**Your objective**
Please print all of the entries, matching them exactly.

**Dataset**
────────────────────────────────────────

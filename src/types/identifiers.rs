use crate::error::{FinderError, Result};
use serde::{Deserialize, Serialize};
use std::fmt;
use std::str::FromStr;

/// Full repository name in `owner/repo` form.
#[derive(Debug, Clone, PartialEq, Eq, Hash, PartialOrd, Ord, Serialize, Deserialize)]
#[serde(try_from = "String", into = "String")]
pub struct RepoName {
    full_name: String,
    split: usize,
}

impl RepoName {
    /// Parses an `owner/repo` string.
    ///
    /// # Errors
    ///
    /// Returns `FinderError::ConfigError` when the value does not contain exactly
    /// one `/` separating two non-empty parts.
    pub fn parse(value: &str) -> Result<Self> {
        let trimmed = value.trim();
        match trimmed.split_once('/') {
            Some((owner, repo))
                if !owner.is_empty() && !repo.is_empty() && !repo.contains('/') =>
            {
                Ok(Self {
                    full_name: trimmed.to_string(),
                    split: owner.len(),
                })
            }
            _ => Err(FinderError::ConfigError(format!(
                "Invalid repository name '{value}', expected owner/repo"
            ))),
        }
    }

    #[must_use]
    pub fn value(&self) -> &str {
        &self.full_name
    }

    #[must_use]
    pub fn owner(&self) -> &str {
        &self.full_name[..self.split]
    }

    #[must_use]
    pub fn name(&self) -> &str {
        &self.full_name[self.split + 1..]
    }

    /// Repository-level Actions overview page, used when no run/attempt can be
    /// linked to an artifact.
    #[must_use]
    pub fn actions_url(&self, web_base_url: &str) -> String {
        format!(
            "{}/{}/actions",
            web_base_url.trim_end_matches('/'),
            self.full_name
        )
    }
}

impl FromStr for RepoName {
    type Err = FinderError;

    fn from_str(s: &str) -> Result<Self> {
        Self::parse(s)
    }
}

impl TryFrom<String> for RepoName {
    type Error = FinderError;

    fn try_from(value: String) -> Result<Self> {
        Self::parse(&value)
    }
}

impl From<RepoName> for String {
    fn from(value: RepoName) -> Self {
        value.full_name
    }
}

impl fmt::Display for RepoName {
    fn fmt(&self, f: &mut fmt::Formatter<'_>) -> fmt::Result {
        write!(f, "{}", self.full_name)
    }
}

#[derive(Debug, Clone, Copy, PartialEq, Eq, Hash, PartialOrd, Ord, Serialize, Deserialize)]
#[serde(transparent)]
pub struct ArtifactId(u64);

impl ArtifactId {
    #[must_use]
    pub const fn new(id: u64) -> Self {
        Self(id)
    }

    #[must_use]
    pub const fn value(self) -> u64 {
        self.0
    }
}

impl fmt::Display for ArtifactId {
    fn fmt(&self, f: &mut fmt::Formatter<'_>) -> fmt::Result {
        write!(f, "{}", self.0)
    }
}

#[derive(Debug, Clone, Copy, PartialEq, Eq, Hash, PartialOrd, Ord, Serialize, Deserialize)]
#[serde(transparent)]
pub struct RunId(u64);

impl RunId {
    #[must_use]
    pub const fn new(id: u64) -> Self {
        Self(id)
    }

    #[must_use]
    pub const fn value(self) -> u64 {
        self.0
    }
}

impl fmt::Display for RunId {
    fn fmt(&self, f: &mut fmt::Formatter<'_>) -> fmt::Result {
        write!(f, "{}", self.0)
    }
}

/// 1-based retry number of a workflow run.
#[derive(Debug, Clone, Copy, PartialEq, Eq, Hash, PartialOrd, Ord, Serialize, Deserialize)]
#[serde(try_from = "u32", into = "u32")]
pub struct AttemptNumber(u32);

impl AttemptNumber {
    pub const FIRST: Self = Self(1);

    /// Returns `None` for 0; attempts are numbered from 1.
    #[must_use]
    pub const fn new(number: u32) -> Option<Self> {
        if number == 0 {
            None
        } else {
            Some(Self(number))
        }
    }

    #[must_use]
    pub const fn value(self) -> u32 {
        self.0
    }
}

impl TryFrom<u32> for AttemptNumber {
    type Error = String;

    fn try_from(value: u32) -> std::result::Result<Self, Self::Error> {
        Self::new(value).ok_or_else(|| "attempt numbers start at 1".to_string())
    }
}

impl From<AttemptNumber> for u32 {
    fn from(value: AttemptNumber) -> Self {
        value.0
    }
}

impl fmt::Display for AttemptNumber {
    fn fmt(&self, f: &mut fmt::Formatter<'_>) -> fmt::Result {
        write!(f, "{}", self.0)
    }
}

────────────────────────────────────────

**The answer**
filename src/types/identifiers.rs
use crate::error::{FinderError, Result};
use serde::{Deserialize, Serialize};
use std::fmt;
use std::str::FromStr;

/// Full repository name in `owner/repo` form.
#[derive(Debug, Clone, PartialEq, Eq, Hash, PartialOrd, Ord, Serialize, Deserialize)]
#[serde(try_from = "String", into = "String")]
pub struct RepoName {
    full_name: String,
    split: usize,
}

impl RepoName {
    /// Parses an `owner/repo` string.
    ///
    /// # Errors
    ///
    /// Returns `FinderError::ConfigError` when the value does not contain exactly
    /// one `/` separating two non-empty parts.
    pub fn parse(value: &str) -> Result<Self> {
        let trimmed = value.trim();
        match trimmed.split_once('/') {
            Some((owner, repo))
                if !owner.is_empty() && !repo.is_empty() && !repo.contains('/') =>
            {
                Ok(Self {
                    full_name: trimmed.to_string(),
                    split: owner.len(),
                })
            }
            _ => Err(FinderError::ConfigError(format!(
                "Invalid repository name '{value}', expected owner/repo"
            ))),
        }
    }

    #[must_use]
    pub fn value(&self) -> &str {
        &self.full_name
    }

    #[must_use]
    pub fn owner(&self) -> &str {
        &self.full_name[..self.split]
    }

    #[must_use]
    pub fn name(&self) -> &str {
        &self.full_name[self.split + 1..]
    }

    /// Repository-level Actions overview page, used when no run/attempt can be
    /// linked to an artifact.
    #[must_use]
    pub fn actions_url(&self, web_base_url: &str) -> String {
        format!(
            "{}/{}/actions",
            web_base_url.trim_end_matches('/'),
            self.full_name
        )
    }
}

impl FromStr for RepoName {
    type Err = FinderError;

    fn from_str(s: &str) -> Result<Self> {
        Self::parse(s)
    }
}

impl TryFrom<String> for RepoName {
    type Error = FinderError;

    fn try_from(value: String) -> Result<Self> {
        Self::parse(&value)
    }
}

impl From<RepoName> for String {
    fn from(value: RepoName) -> Self {
        value.full_name
    }
}

impl fmt::Display for RepoName {
    fn fmt(&self, f: &mut fmt::Formatter<'_>) -> fmt::Result {
        write!(f, "{}", self.full_name)
    }
}

#[derive(Debug, Clone, Copy, PartialEq, Eq, Hash, PartialOrd, Ord, Serialize, Deserialize)]
#[serde(transparent)]
pub struct ArtifactId(u64);

impl ArtifactId {
    #[must_use]
    pub const fn new(id: u64) -> Self {
        Self(id)
    }

    #[must_use]
    pub const fn value(self) -> u64 {
        self.0
    }
}

impl fmt::Display for ArtifactId {
    fn fmt(&self, f: &mut fmt::Formatter<'_>) -> fmt::Result {
        write!(f, "{}", self.0)
    }
}

#[derive(Debug, Clone, Copy, PartialEq, Eq, Hash, PartialOrd, Ord, Serialize, Deserialize)]
#[serde(transparent)]
pub struct RunId(u64);

impl RunId {
    #[must_use]
    pub const fn new(id: u64) -> Self {
        Self(id)
    }

    #[must_use]
    pub const fn value(self) -> u64 {
        self.0
    }
}

impl fmt::Display for RunId {
    fn fmt(&self, f: &mut fmt::Formatter<'_>) -> fmt::Result {
        write!(f, "{}", self.0)
    }
}

/// 1-based retry number of a workflow run.
#[derive(Debug, Clone, Copy, PartialEq, Eq, Hash, PartialOrd, Ord, Serialize, Deserialize)]
#[serde(try_from = "u32", into = "u32")]
pub struct AttemptNumber(u32);

impl AttemptNumber {
    pub const FIRST: Self = Self(1);

    /// Returns `None` for 0; attempts are numbered from 1.
    #[must_use]
    pub const fn new(number: u32) -> Option<Self> {
        if number == 0 {
            None
        } else {
            Some(Self(number))
        }
    }

    #[must_use]
    pub const fn value(self) -> u32 {
        self.0
    }
}

impl TryFrom<u32> for AttemptNumber {
    type Error = String;

    fn try_from(value: u32) -> std::result::Result<Self, Self::Error> {
        Self::new(value).ok_or_else(|| "attempt numbers start at 1".to_string())
    }
}

impl From<AttemptNumber> for u32 {
    fn from(value: AttemptNumber) -> Self {
        value.0
    }
}

impl fmt::Display for AttemptNumber {
    fn fmt(&self, f: &mut fmt::Formatter<'_>) -> fmt::Result {
        write!(f, "{}", self.0)
    }
}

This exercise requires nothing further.